Some servers, such as Dells 400sc is basically a full computer but rebranded a 'server' even though it has AGP, Audio, etc all built-in.

You can use almost any machine you want as a 'server' and have clients attach to it. As long as it is networkable, you should be fine.

Good luck,
LVL 49

Expert Comment

ID: 10792048

What is the Operating system you have got on that desktop ?

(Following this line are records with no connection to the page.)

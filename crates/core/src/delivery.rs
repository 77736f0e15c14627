//! Messenger trait: the abstraction over the end-user messaging transport.
//!
//! Tool results whose output policy includes the user are rendered into an
//! [`OutboundPayload`] and handed to a [`Messenger`], which knows how to reach
//! a chat target on some platform. The engine never implements a transport
//! itself.

use async_trait::async_trait;
use crate::error::DeliveryError;

/// A message to push to the end user.
#[derive(Debug, Clone, PartialEq, Eq)]
pub enum OutboundPayload {
    Text {
        body: String,
    },
    Image {
        data: Vec<u8>,
        mime_type: String,
        caption: Option<String>,
    },
    Audio {
        data: Vec<u8>,
        mime_type: String,
        /// Send as a push-to-talk voice note
        voice_note: bool,
    },
    Video {
        data: Vec<u8>,
        mime_type: String,
        caption: Option<String>,
    },
    Document {
        data: Vec<u8>,
        mime_type: String,
        filename: String,
        caption: Option<String>,
    },
}

impl OutboundPayload {
    pub fn kind(&self) -> &'static str {
        match self {
            Self::Text { .. } => "text",
            Self::Image { .. } => "image",
            Self::Audio { .. } => "audio",
            Self::Video { .. } => "video",
            Self::Document { .. } => "document",
        }
    }

    /// Size of the body in bytes.
    pub fn len(&self) -> usize {
        match self {
            Self::Text { body } => body.len(),
            Self::Image { data, .. }
            | Self::Audio { data, .. }
            | Self::Video { data, .. }
            | Self::Document { data, .. } => data.len(),
        }
    }

    pub fn is_empty(&self) -> bool {
        self.len() == 0
    }
}

/// The send side of a messaging platform.
#[async_trait]
pub trait Messenger: Send + Sync {
    /// Human-readable transport name (e.g., "console", "whatsapp").
    fn name(&self) -> &str;

    /// Send a payload to a chat target.
    async fn send(&self, target: &str, payload: OutboundPayload) -> std::result::Result<(), DeliveryError>;
}

#[cfg(test)]
mod tests {
    use super::*;

    #[test]
    fn payload_kinds() {
        let text = OutboundPayload::Text { body: "hi".into() };
        assert_eq!(text.kind(), "text");
        assert_eq!(text.len(), 2);

        let doc = OutboundPayload::Document {
            data: vec![1, 2, 3],
            mime_type: "application/pdf".into(),
            filename: "document.pdf".into(),
            caption: None,
        };
        assert_eq!(doc.kind(), "document");
        assert_eq!(doc.len(), 3);
    }
}
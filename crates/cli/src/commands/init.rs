//! `switchyard init`: write the default config and a sample catalog.

use std::path::Path;
use switchyard_config::AppConfig;

pub const SAMPLE_CATALOG: &str = r#"# Agent catalog: the agent, its tools, external servers and documents.

# Built-in current_datetime and calculate tools
builtins = true

[agent]
name = "assistant"
role = "a helpful assistant"
goal = "answer the user's questions accurately"
policies = "never invent facts; say when you do not know"
task = "use the available tools when they help"
objective = "give a short, correct answer"
audience = "general users"
constraints = "answer in plain text"

# A Web tool. The payload is a curl command with {tokens}.
# [[tool]]
# name = "get_user"
# description = "Fetch a user by id"
# kind = "web"
# payload = "curl https://api.example.com/users/{id} -H 'Authorization: Bearer {var.API_TOKEN}'"
# [tool.parameters.id]
# type = "integer"
# description = "User id"
# required = true
# [[tool.variables]]
# key = "API_TOKEN"
# value = "changeme"
# secret = true

# An external tool server
# [[server]]
# id = "deepwiki"
# name = "DeepWiki"
# transport = "sse"
# url = "https://mcp.deepwiki.com/sse"

# Documents searchable through search_knowledge_base
# [[document]]
# content = "Support hours are 9:00 to 17:00, Monday to Friday."
# source = "support.md"
"#;

pub fn run(config_path: &Path, force: bool) -> anyhow::Result<()> {
    let dir = config_path.parent().unwrap_or_else(|| Path::new("."));
    if !dir.as_os_str().is_empty() && !dir.exists() {
        std::fs::create_dir_all(dir)?;
        println!("Created {}", dir.display());
    }

    write_unless_present(config_path, &AppConfig::default_toml(), force)?;
    write_unless_present(&dir.join("catalog.toml"), SAMPLE_CATALOG, force)?;

    println!();
    println!("Next steps:");
    println!("  1. export OPENROUTER_API_KEY=sk-or-v1-...");
    println!("  2. switchyard run --catalog {}", dir.join("catalog.toml").display());
    Ok(())
}

fn write_unless_present(path: &Path, contents: &str, force: bool) -> anyhow::Result<()> {
    if path.exists() && !force {
        println!("Kept existing {}", path.display());
        return Ok(());
    }
    std::fs::write(path, contents)?;
    println!("Wrote {}", path.display());
    Ok(())
}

depending on the OS installed and the configuration of the machine , you should be able to connect many clients to that server and server them all ..


Assisted Solution

Alexngo earned 400 total points
ID: 10792473
Hi teera,

The difference between a desktop computer and a server in layman terms are:-

A desktop computer is a normal computer we are normally using eg. P3, 800Mhz, 128Mb RAM

A server is a computer that is more powerful in term of
- speed (Higher RAM speed than normal computer eg. 1Ghz)
- storage (Higher HardDisk Storage eg. 100Ghz)
- performance (Using SCSI technology instead of IDE)
- security (OS Administrative functions eg. Any Server OS)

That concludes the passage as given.